For Immediate Release
U.S. Attorney's Office, District of Oregon

PORTLAND, Ore. – U.S. District Judge Michael H. Simon sentenced Carolyn M. Knudsen, 29, of Camas, Washington, to 300 months in prison, for transporting her young child across state lines from Camas, Washington to Gresham, Oregon, for purposes of sexually abusing the child.  Following her release from prison, Knudsen will be required to serve ten years on supervision and register as a sex offender.

Knudsen, and co-defendant James Hickerson, 36, of Gresham, Oregon, were jointly charged with aggravated sex abuse (sex abuse of a minor under the age of 12), transportation of a minor across state lines for unlawful sexual purposes, and production of child pornography.  According to court documents, the two sexually abused Knudsen’s toddler child for months, possibly up to two years, in Gresham and on at least one occasion in Washington.  The government presented two videos of the abuse at sentencing to refute Knudsen’s claims that she did not sexually abuse her child, that she was forced to engage in the conduct, and that she did not know Hickerson was videotaping the abuse.
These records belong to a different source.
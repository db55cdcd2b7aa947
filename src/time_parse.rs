// src/time_parse.rs
//
// Normalizes the heterogeneous time representations found in device exports
// (clock strings, spreadsheet serial dates, native timestamps) into
// minutes-since-midnight. Callers tag the representation explicitly; there is
// no runtime type sniffing here.

use chrono::{NaiveDateTime, Timelike};
use once_cell::sync::Lazy;
use regex::Regex;
use serde::{Deserialize, Serialize};

const MINUTES_PER_DAY: u32 = 24 * 60;
const MS_PER_DAY: f64 = 86_400_000.0;
const MS_PER_MINUTE: f64 = 60_000.0;

/// A raw time value as captured by an upstream source, tagged with its
/// representation.
#[derive(Debug, Clone, PartialEq, Serialize, Deserialize)]
#[serde(tag = "kind", content = "value", rename_all = "snake_case")]
pub enum TimeInput {
    /// Clock string: "HH:MM", "HH:MM:SS" or "H:MM AM/PM".
    Text(String),
    /// Excel serial date: fractional days since 1899-12-30.
    ExcelSerial(f64),
    /// Already-parsed timestamp; only the time-of-day part is used.
    Timestamp(NaiveDateTime),
}

// "9:05", "09:05:30", "9:05 PM" etc. Meridiem is optional and case-insensitive.
static CLOCK_RE: Lazy<Regex> = Lazy::new(|| {
    Regex::new(r"^(\d{1,2}):(\d{2})(?::(\d{2}))?\s*([AaPp][Mm])?$").expect("clock regex")
});

/// Parses a tagged time value into minutes since midnight.
///
/// Returns `None` on anything unparseable — never panics. The result is
/// always in `0..1440`; any day-crossing adjustment happens downstream.
pub fn parse_to_minutes(input: &TimeInput) -> Option<u32> {
    match input {
        TimeInput::Text(raw) => parse_clock_text(raw),
        TimeInput::ExcelSerial(serial) => parse_excel_serial(*serial),
        TimeInput::Timestamp(ts) => Some(ts.time().num_seconds_from_midnight() / 60),
    }
}

fn parse_clock_text(raw: &str) -> Option<u32> {
    let trimmed = raw.trim();
    if let Some(caps) = CLOCK_RE.captures(trimmed) {
        let mut hour: u32 = caps.get(1)?.as_str().parse().ok()?;
        let minute: u32 = caps.get(2)?.as_str().parse().ok()?;
        if minute > 59 {
            return None;
        }
        // Seconds are accepted but discarded.
        if let Some(sec) = caps.get(3) {
            let sec: u32 = sec.as_str().parse().ok()?;
            if sec > 59 {
                return None;
            }
        }
        match caps.get(4).map(|m| m.as_str().to_ascii_uppercase()) {
            Some(meridiem) => {
                if hour == 0 || hour > 12 {
                    return None;
                }
                if meridiem == "PM" && hour != 12 {
                    hour += 12;
                } else if meridiem == "AM" && hour == 12 {
                    hour = 0;
                }
            }
            None => {
                if hour > 23 {
                    return None;
                }
            }
        }
        return Some(hour * 60 + minute);
    }

    // Full datetime strings occasionally show up in device exports; take the
    // time-of-day part.
    for format in ["%Y-%m-%d %H:%M:%S", "%Y-%m-%dT%H:%M:%S", "%Y-%m-%d %H:%M"] {
        if let Ok(dt) = NaiveDateTime::parse_from_str(trimmed, format) {
            return Some(dt.time().num_seconds_from_midnight() / 60);
        }
    }
    None
}

fn parse_excel_serial(serial: f64) -> Option<u32> {
    if !serial.is_finite() || serial < 0.0 {
        return None;
    }
    // Serial dates count days since 1899-12-30; the calendar part is
    // irrelevant for minutes-within-day, so reduce modulo one day of ms.
    let ms = serial * MS_PER_DAY;
    let ms_in_day = ms % MS_PER_DAY;
    let minutes = (ms_in_day / MS_PER_MINUTE).floor() as u32;
    Some(minutes % MINUTES_PER_DAY)
}

/// Formats minutes-since-midnight as "HH:MM" for reports. Values past
/// midnight (>= 1440) wrap around to the clock face.
pub fn minutes_to_hhmm(minutes: u32) -> String {
    let m = minutes % MINUTES_PER_DAY;
    format!("{:02}:{:02}", m / 60, m % 60)
}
Knudsen pled guilty in May as part of a plea agreement calling for the 25-year sentence.  Although Knudsen stood by her plea at the sentencing hearing, she denied many of the government’s allegations at her change of plea, and according to the government’s argument at sentencing, in a letter she provided the court immediately before sentencing.  Knudsen told the court that it only knew part of the facts and insisted she “did not hurt” her child.  However, after viewing the videos in chambers, Judge Simon replied, “It may be true that I’m only getting a portion of what happened, but from the portion that I have seen and that I have read, it does appear to me that you have failed to fulfill the fundamental responsibility of a parent, which is to protect one’s child.”  The Court then followed the parties’ joint recommendation and sentenced Knudsen to 25 years in prison for her conduct, finding it an appropriate sentence considering the serious nature of the offense, the defendant’s history and characteristics, the need to promote respect for the law, and to punish and deter future illegal conduct.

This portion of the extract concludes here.